## Try it
Type the entries again, word for word.

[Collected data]
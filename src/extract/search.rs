//! Search result extraction
//!
//! Two passes, tried in order:
//!
//! 1. The embedded state object, when it carries a name listing. This is
//!    what the site's own client code renders from, so it is the most
//!    complete source.
//! 2. Result rows in the DOM, with nested selector fallbacks per field.

use crate::config::SiteConfig;
use crate::extract::document::{element_text, PageDocument};
use crate::extract::selector::{closest, first_within};
use crate::extract::state::{StateField, StructuredState};
use crate::model::{base_name, CardId, CardSummary, Category};
use regex::Regex;
use scraper::ElementRef;
use std::collections::HashSet;
use std::sync::LazyLock;

static CARD_LINK: LazyLock<Regex> = LazyLock::new(|| Regex::new(r"/card/([0-9]{5})/").unwrap());

/// Elements that make up one search result
const RESULT_ROWS: &str =
    ".card-item, .search-result-item, [data-card-id], .result-item, .card-list-item, tr[data-card-id]";

/// Row container searched upwards from a card's anchor element
const ROW_CONTAINERS: &str = ".card-item, .search-result-item, .result-item";

const NAME: &[&str] = &[".card-name", ".name", "h3", "h4", ".card-title", "td"];
const FULL_NAME: &[&str] = &[".full-name", ".card-full-name", ".card-name-full"];
const CATEGORY: &[&str] = &[".category", ".card-type", ".card-category"];
const DETAIL_LINK: &str = "a[href*=\"/card/\"]";

/// Extracts every card summary the page shows
///
/// Returns an empty list when the page has no results (yet); the caller
/// decides whether to poll again.
pub fn extract_summaries(doc: &PageDocument, site: &SiteConfig) -> Vec<CardSummary> {
    let summaries = match doc.state() {
        Some(state) if state.has_listing() => {
            let summaries = from_state(doc, state, site);
            tracing::debug!("Read {} summaries from embedded state", summaries.len());
            summaries
        }
        _ => {
            let summaries = from_rows(doc, site);
            tracing::debug!("Read {} summaries from result rows", summaries.len());
            summaries
        }
    };

    dedup_by_id(summaries)
}

fn from_state(doc: &PageDocument, state: &StructuredState, site: &SiteConfig) -> Vec<CardSummary> {
    state
        .card_ids()
        .filter_map(|raw| {
            let Ok(card_id) = CardId::parse(raw) else {
                tracing::debug!("Skipping malformed card id {:?} in state", raw);
                return None;
            };

            let alt_name = state.get(StateField::AltName, raw);
            let full_name = state
                .get(StateField::Name, raw)
                .or(alt_name)
                .unwrap_or_default()
                .to_string();
            let name = alt_name
                .map(str::to_string)
                .unwrap_or_else(|| base_name(&full_name).to_string());

            Some(CardSummary {
                image_url: state
                    .get(StateField::Picture, raw)
                    .and_then(|path| site.absolute_url(path)),
                detail_url: site.detail_url(&card_id, ""),
                category: category_near(doc, &card_id),
                card_id,
                name,
                full_name,
            })
        })
        .collect()
}

/// Category text of the result row holding `card_id`, if the DOM has one
fn category_near(doc: &PageDocument, card_id: &CardId) -> Category {
    let anchors = [
        format!("[data-card-id=\"{}\"]", card_id),
        format!("a[href*=\"/card/{}/\"]", card_id),
    ];

    anchors
        .iter()
        .find_map(|selector| doc.select_first(selector))
        .and_then(|anchor| closest(anchor, ROW_CONTAINERS))
        .and_then(|row| first_within(row, CATEGORY))
        .map(|el| Category::from_label_or_unknown(&element_text(el)))
        .unwrap_or(Category::Unknown)
}

fn from_rows(doc: &PageDocument, site: &SiteConfig) -> Vec<CardSummary> {
    doc.select_all(RESULT_ROWS)
        .into_iter()
        .filter_map(|row| {
            let summary = summary_from_row(doc, row, site);
            if summary.is_none() {
                tracing::trace!("Skipping result row without a card id");
            }
            summary
        })
        .collect()
}

fn summary_from_row(doc: &PageDocument, row: ElementRef<'_>, site: &SiteConfig) -> Option<CardSummary> {
    let link = first_within(row, &[DETAIL_LINK]);
    let card_id = row_card_id(row, link)?;

    let name = first_within(row, NAME).map(element_text).unwrap_or_default();
    let full_name = first_within(row, FULL_NAME)
        .map(element_text)
        .filter(|text| !text.is_empty())
        .unwrap_or_else(|| name.clone());
    let name = if name.is_empty() {
        base_name(&full_name).to_string()
    } else {
        name
    };

    let category = first_within(row, CATEGORY)
        .map(|el| Category::from_label_or_unknown(&element_text(el)))
        .unwrap_or(Category::Unknown);

    let state_picture = doc
        .state()
        .and_then(|state| state.get(StateField::Picture, card_id.as_str()));
    let image_url = state_picture
        .or_else(|| row_image(row))
        .and_then(|src| site.absolute_url(src));

    let detail_url = link
        .and_then(|a| a.value().attr("href"))
        .and_then(|href| site.absolute_url(href))
        .unwrap_or_else(|| site.detail_url(&card_id, ""));

    Some(CardSummary {
        card_id,
        name,
        full_name,
        category,
        image_url,
        detail_url,
    })
}

/// `data-card-id` on the row, else the id embedded in its detail link
fn row_card_id(row: ElementRef<'_>, link: Option<ElementRef<'_>>) -> Option<CardId> {
    let from_attr = row
        .value()
        .attr("data-card-id")
        .map(str::trim)
        .and_then(|raw| CardId::parse(raw).ok());

    from_attr.or_else(|| {
        let href = link?.value().attr("href")?;
        let captures = CARD_LINK.captures(href)?;
        CardId::parse(&captures[1]).ok()
    })
}

fn row_image<'a>(row: ElementRef<'a>) -> Option<&'a str> {
    let img = first_within(row, &["img"])?;
    let attrs = img.value();
    attrs
        .attr("src")
        .filter(|src| !src.trim().is_empty())
        .or_else(|| attrs.attr("data-src"))
        .filter(|src| !src.trim().is_empty())
}

/// Nested rows (a `.card-item` that also carries `data-card-id`, say)
/// report the same card twice; keep the first
fn dedup_by_id(summaries: Vec<CardSummary>) -> Vec<CardSummary> {
    let mut seen = HashSet::new();
    summaries
        .into_iter()
        .filter(|summary| seen.insert(summary.card_id.clone()))
        .collect()
}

## Finished task
filename src/extract/search.rs
//! Search result extraction
//!
//! Two passes, tried in order:
//!
//! 1. The embedded state object, when it carries a name listing. This is
//!    what the site's own client code renders from, so it is the most
//!    complete source.
//! 2. Result rows in the DOM, with nested selector fallbacks per field.

use crate::config::SiteConfig;
use crate::extract::document::{element_text, PageDocument};
use crate::extract::selector::{closest, first_within};
use crate::extract::state::{StateField, StructuredState};
use crate::model::{base_name, CardId, CardSummary, Category};
use regex::Regex;
use scraper::ElementRef;
use std::collections::HashSet;
use std::sync::LazyLock;

static CARD_LINK: LazyLock<Regex> = LazyLock::new(|| Regex::new(r"/card/([0-9]{5})/").unwrap());

/// Elements that make up one search result
const RESULT_ROWS: &str =
    ".card-item, .search-result-item, [data-card-id], .result-item, .card-list-item, tr[data-card-id]";

/// Row container searched upwards from a card's anchor element
const ROW_CONTAINERS: &str = ".card-item, .search-result-item, .result-item";

const NAME: &[&str] = &[".card-name", ".name", "h3", "h4", ".card-title", "td"];
const FULL_NAME: &[&str] = &[".full-name", ".card-full-name", ".card-name-full"];
const CATEGORY: &[&str] = &[".category", ".card-type", ".card-category"];
const DETAIL_LINK: &str = "a[href*=\"/card/\"]";

/// Extracts every card summary the page shows
///
/// Returns an empty list when the page has no results (yet); the caller
/// decides whether to poll again.
pub fn extract_summaries(doc: &PageDocument, site: &SiteConfig) -> Vec<CardSummary> {
    let summaries = match doc.state() {
        Some(state) if state.has_listing() => {
            let summaries = from_state(doc, state, site);
            tracing::debug!("Read {} summaries from embedded state", summaries.len());
            summaries
        }
        _ => {
            let summaries = from_rows(doc, site);
            tracing::debug!("Read {} summaries from result rows", summaries.len());
            summaries
        }
    };

    dedup_by_id(summaries)
}

fn from_state(doc: &PageDocument, state: &StructuredState, site: &SiteConfig) -> Vec<CardSummary> {
    state
        .card_ids()
        .filter_map(|raw| {
            let Ok(card_id) = CardId::parse(raw) else {
                tracing::debug!("Skipping malformed card id {:?} in state", raw);
                return None;
            };

            let alt_name = state.get(StateField::AltName, raw);
            let full_name = state
                .get(StateField::Name, raw)
                .or(alt_name)
                .unwrap_or_default()
                .to_string();
            let name = alt_name
                .map(str::to_string)
                .unwrap_or_else(|| base_name(&full_name).to_string());

            Some(CardSummary {
                image_url: state
                    .get(StateField::Picture, raw)
                    .and_then(|path| site.absolute_url(path)),
                detail_url: site.detail_url(&card_id, ""),
                category: category_near(doc, &card_id),
                card_id,
                name,
                full_name,
            })
        })
        .collect()
}

/// Category text of the result row holding `card_id`, if the DOM has one
fn category_near(doc: &PageDocument, card_id: &CardId) -> Category {
    let anchors = [
        format!("[data-card-id=\"{}\"]", card_id),
        format!("a[href*=\"/card/{}/\"]", card_id),
    ];

    anchors
        .iter()
        .find_map(|selector| doc.select_first(selector))
        .and_then(|anchor| closest(anchor, ROW_CONTAINERS))
        .and_then(|row| first_within(row, CATEGORY))
        .map(|el| Category::from_label_or_unknown(&element_text(el)))
        .unwrap_or(Category::Unknown)
}

fn from_rows(doc: &PageDocument, site: &SiteConfig) -> Vec<CardSummary> {
    doc.select_all(RESULT_ROWS)
        .into_iter()
        .filter_map(|row| {
            let summary = summary_from_row(doc, row, site);
            if summary.is_none() {
                tracing::trace!("Skipping result row without a card id");
            }
            summary
        })
        .collect()
}

fn summary_from_row(doc: &PageDocument, row: ElementRef<'_>, site: &SiteConfig) -> Option<CardSummary> {
    let link = first_within(row, &[DETAIL_LINK]);
    let card_id = row_card_id(row, link)?;

    let name = first_within(row, NAME).map(element_text).unwrap_or_default();
    let full_name = first_within(row, FULL_NAME)
        .map(element_text)
        .filter(|text| !text.is_empty())
        .unwrap_or_else(|| name.clone());
    let name = if name.is_empty() {
        base_name(&full_name).to_string()
    } else {
        name
    };

    let category = first_within(row, CATEGORY)
        .map(|el| Category::from_label_or_unknown(&element_text(el)))
        .unwrap_or(Category::Unknown);

    let state_picture = doc
        .state()
        .and_then(|state| state.get(StateField::Picture, card_id.as_str()));
    let image_url = state_picture
        .or_else(|| row_image(row))
        .and_then(|src| site.absolute_url(src));

    let detail_url = link
        .and_then(|a| a.value().attr("href"))
        .and_then(|href| site.absolute_url(href))
        .unwrap_or_else(|| site.detail_url(&card_id, ""));

    Some(CardSummary {
        card_id,
        name,
        full_name,
        category,
        image_url,
        detail_url,
    })
}

/// `data-card-id` on the row, else the id embedded in its detail link
fn row_card_id(row: ElementRef<'_>, link: Option<ElementRef<'_>>) -> Option<CardId> {
    let from_attr = row
        .value()
        .attr("data-card-id")
        .map(str::trim)
        .and_then(|raw| CardId::parse(raw).ok());

    from_attr.or_else(|| {
        let href = link?.value().attr("href")?;
        let captures = CARD_LINK.captures(href)?;
        CardId::parse(&captures[1]).ok()
    })
}

fn row_image<'a>(row: ElementRef<'a>) -> Option<&'a str> {
    let img = first_within(row, &["img"])?;
    let attrs = img.value();
    attrs
        .attr("src")
        .filter(|src| !src.trim().is_empty())
        .or_else(|| attrs.attr("data-src"))
        .filter(|src| !src.trim().is_empty())
}

/// Nested rows (a `.card-item` that also carries `data-card-id`, say)
/// report the same card twice; keep the first
fn dedup_by_id(summaries: Vec<CardSummary>) -> Vec<CardSummary> {
    let mut seen = HashSet::new();
    summaries
        .into_iter()
        .filter(|summary| seen.insert(summary.card_id.clone()))
        .collect()
}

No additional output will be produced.